Часто письма вкладываются в конверты и адресуются особам высокого ранга, что гарантирует более надежную доставку. Передавшие корреспонденцию оговариваются в письмах, что больших пакетов курьер не принимает, и поэтому, к сожалению их и моему, вынуждены ограничиться самым насущным. Диктуют свое и походные условия: «Я мог бы сочинить к вам обстоятельное письмо, в материи недостатка нет, – замечает саксонский офицер в августе того же 1758 г. из лагеря на «Западном фронте». – Да только в палатке, где ни кровати, ни стола, ни стула, особо не пишется[83]».
Эпистолярная культура и привычка находятся в становлении и существенно отличаются у разных корреспондентов. Наряду с теми, кто переписывается часто и много[84], есть и обратные примеры. Из далекого степного Рыльска, к примеру, письма идут в армию больше полугода – и в ответ отправлены всего несколько строк (№ 14). За отдаленностью мест, неграмотностью получателя и просто отсутствия традиции переписки домашние могут оставаться в полном неведении о судьбе своих родных годами и даже десятилетиями[85].

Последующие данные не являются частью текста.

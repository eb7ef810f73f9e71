//! Structural validation of a GEFF store.
//!
//! Checks run in a fixed order and the first failure is returned.

use tracing::debug;

use crate::error::{Component, ValidationError};
use crate::layout::{DATA, EDGES, IDS, MISSING, NODES, PROPS, VALUES};
use crate::metadata::{GeffMetadata, PropMetadata};
use crate::model::{DType, NdArray};
use crate::store::{Group, Member, open_storelike};

const ROOT: &str = "graph";

/// Opens `store` and validates its layout against its metadata.
///
/// Returns the validated metadata document on success.
pub fn validate_structure(store: &str) -> Result<GeffMetadata, ValidationError> {
    let group = open_storelike(store)?;
    validate_structure_group(&group)
}

/// Validates an already opened graph group.
pub fn validate_structure_group(graph: &Group) -> Result<GeffMetadata, ValidationError> {
    let metadata = GeffMetadata::read(graph)?;

    let nodes = expect_group(graph, ROOT, NODES)?;
    let node_ids = expect_array(nodes, NODES, IDS)?;
    if !node_ids.dtype().is_integer() {
        return Err(ValidationError::NodeIdsNotInteger {
            dtype: node_ids.dtype(),
        });
    }
    if node_ids.ndim() != 1 {
        return Err(ValidationError::NodeIdsShape {
            shape: node_ids.shape().to_vec(),
        });
    }
    let node_props = expect_group(nodes, NODES, PROPS)?;
    validate_props_group(node_props, node_ids.len(), Component::Node)?;

    // edges are optional; without them there are no edge ids or props to check
    let (num_edges, edge_props) = match optional_group(graph, ROOT, EDGES)? {
        Some(edges) => validate_edges(edges, node_ids)?,
        None => (0, None),
    };

    if let Some(declared) = &metadata.node_props_metadata {
        validate_props_metadata(declared.values(), Some(node_props), Component::Node)?;
    }
    if let Some(declared) = &metadata.edge_props_metadata {
        validate_props_metadata(declared.values(), edge_props, Component::Edge)?;
    }

    for axis in metadata.axis_names() {
        validate_axis(node_props, axis)?;
    }

    debug!(
        nodes = node_ids.len(),
        edges = num_edges,
        "validated geff structure"
    );
    Ok(metadata)
}

fn expect_group<'a>(parent: &'a Group, parent_name: &str, name: &str) -> Result<&'a Group, ValidationError> {
    match parent.member(name) {
        Some(Member::Group(group)) => Ok(group),
        Some(Member::Array(_)) => Err(ValidationError::ExpectedGroup {
            parent: parent_name.to_string(),
            name: name.to_string(),
        }),
        None => Err(ValidationError::MissingGroup {
            parent: parent_name.to_string(),
            name: name.to_string(),
        }),
    }
}

fn optional_group<'a>(parent: &'a Group, parent_name: &str, name: &str) -> Result<Option<&'a Group>, ValidationError> {
    match parent.member(name) {
        None => Ok(None),
        Some(Member::Group(group)) => Ok(Some(group)),
        Some(Member::Array(_)) => Err(ValidationError::ExpectedGroup {
            parent: parent_name.to_string(),
            name: name.to_string(),
        }),
    }
}

/// Checks edge ids against the node ids and the optional edge props group.
///
/// Returns the edge count and the props group, if any.
fn validate_edges<'a>(edges: &'a Group, node_ids: &NdArray) -> Result<(usize, Option<&'a Group>), ValidationError> {
    let edge_ids = expect_array(edges, EDGES, IDS)?;
    if edge_ids.ndim() != 2 || edge_ids.shape()[1] != 2 {
        return Err(ValidationError::EdgeIdsShape {
            shape: edge_ids.shape().to_vec(),
        });
    }
    if edge_ids.dtype() != node_ids.dtype() {
        return Err(ValidationError::EdgeIdsDtype {
            node_dtype: node_ids.dtype(),
            edge_dtype: edge_ids.dtype(),
        });
    }
    let edge_props = optional_group(edges, EDGES, PROPS)?;
    if let Some(props) = edge_props {
        validate_props_group(props, edge_ids.len(), Component::Edge)?;
    }
    Ok((edge_ids.len(), edge_props))
}

fn expect_array<'a>(parent: &'a Group, parent_name: &str, name: &str) -> Result<&'a NdArray, ValidationError> {
    parent.array(name).ok_or_else(|| ValidationError::MissingArray {
        parent: parent_name.to_string(),
        name: name.to_string(),
    })
}

fn validate_props_group(props: &Group, expected: usize, component: Component) -> Result<(), ValidationError> {
    for (name, member) in props.members() {
        let Member::Group(prop) = member else {
            return Err(ValidationError::ExpectedGroup {
                parent: format!("{}/{PROPS}", component.group_name()),
                name: name.to_string(),
            });
        };

        let values = prop.array(VALUES).ok_or_else(|| ValidationError::MissingValues {
            component,
            prop: name.to_string(),
        })?;
        if values.len() != expected {
            return Err(ValidationError::ValuesLength {
                component,
                prop: name.to_string(),
                len: values.len(),
                expected,
            });
        }

        if let Some(missing) = prop.array(MISSING) {
            if missing.len() != expected {
                return Err(ValidationError::MissingLength {
                    component,
                    prop: name.to_string(),
                    len: missing.len(),
                    expected,
                });
            }
            if missing.dtype() != DType::Bool {
                return Err(ValidationError::MissingNotBoolean {
                    component,
                    prop: name.to_string(),
                    dtype: missing.dtype(),
                });
            }
        }
    }
    Ok(())
}

fn validate_props_metadata<'a>(
    declared: impl IntoIterator<Item = &'a PropMetadata>,
    props: Option<&Group>,
    component: Component,
) -> Result<(), ValidationError> {
    for prop in declared {
        let Some(group) = props.and_then(|p| p.group(&prop.identifier)) else {
            return Err(ValidationError::UndeclaredPropArrays {
                component,
                prop: prop.identifier.clone(),
            });
        };
        let parent = format!("{}/{PROPS}/{}", component.group_name(), prop.identifier);
        let values = expect_array(group, &parent, VALUES)?;
        let declared_dtype = prop.parsed_dtype();

        let (actual, matches) = if prop.varlength {
            let data = expect_array(group, &parent, DATA)?;
            (data.dtype(), declared_dtype == Some(data.dtype()))
        } else if declared_dtype == Some(DType::Str) {
            match group.array(DATA) {
                Some(data) => (data.dtype(), data.dtype() == DType::Bytes),
                None => (values.dtype(), values.dtype() == DType::Str),
            }
        } else {
            (values.dtype(), declared_dtype == Some(values.dtype()))
        };

        if !matches {
            return Err(ValidationError::DtypeMismatch {
                component,
                prop: prop.identifier.clone(),
                actual: actual.name().to_string(),
                declared: prop.dtype.clone(),
            });
        }
    }
    Ok(())
}

fn validate_axis(node_props: &Group, axis: &str) -> Result<(), ValidationError> {
    let Some(values) = node_props.group(axis).and_then(|g| g.array(VALUES)) else {
        return Err(ValidationError::AxisMissing {
            axis: axis.to_string(),
        });
    };
    if values.ndim() != 1 {
        return Err(ValidationError::AxisNotOneDimensional {
            axis: axis.to_string(),
            ndim: values.ndim(),
        });
    }
    if node_props.contains(&format!("{axis}/{MISSING}")) {
        return Err(ValidationError::AxisHasMissing {
            axis: axis.to_string(),
        });
    }
    Ok(())
}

С учетом всех обстоятельств в целом можно принять, что перед нами выжимка относительно образованного слоя армии. Культурный водораздел проходит внутри офицерства, как и внутри разнородного конгломерата российского шляхетского сословия в целом. Это один из очевидных признаков того, что мы все еще имеем дело с «пограничьем» старой и новой России. Даже среди штаб- и обер-офицеров встречаются письма, по стилю и по содержанию мало отличимые от грамоток XVII и начала XVIII в.[86]
Сказываются и особенности состава Заграничной армии: элитная гвардия в продолжение всей Семилетней войны остается практически незадействованной[87]. В полевых полках уровень даже элементарной грамотности дворян был серьезной проблемой. Перед войной грамотность составляла среди пехотных офицеров около 70 %, но с привлечением офицеров из гарнизонных полков и ландмилиции, при необходимости усиленного производства при военных действиях этот уровень неизбежно падал[88].
Мобилизованный в качестве капеллана российской армией прусский пастор Христиан Теге писал, что в плену в Кюстрине после Цорндорфской баталии ему «пришлось жить с грубыми офицерами, которых образ жизни и привычки внушили мне отвращение» и постарался «сыскать других товарищей». Среди тех, кто пишет, есть и первые, но в большинстве – те самые «другие товарищи» «с более тонким образом мысли»[89]. В числе «военных интеллигентов» помимо хрестоматийного А. Т. Болотова, который, впрочем, практически всю войну отсиживался в кенигсбергском тылу, из бывших в поле можно назвать любителя романов и диариста поручика Якова Яковлевича Мордвинова или отставленного капитаном артиллерии Ивана Григорьевича Мосолова, который оставил «военные книги» и «тетради скорописные… с разными примечаниями»[90].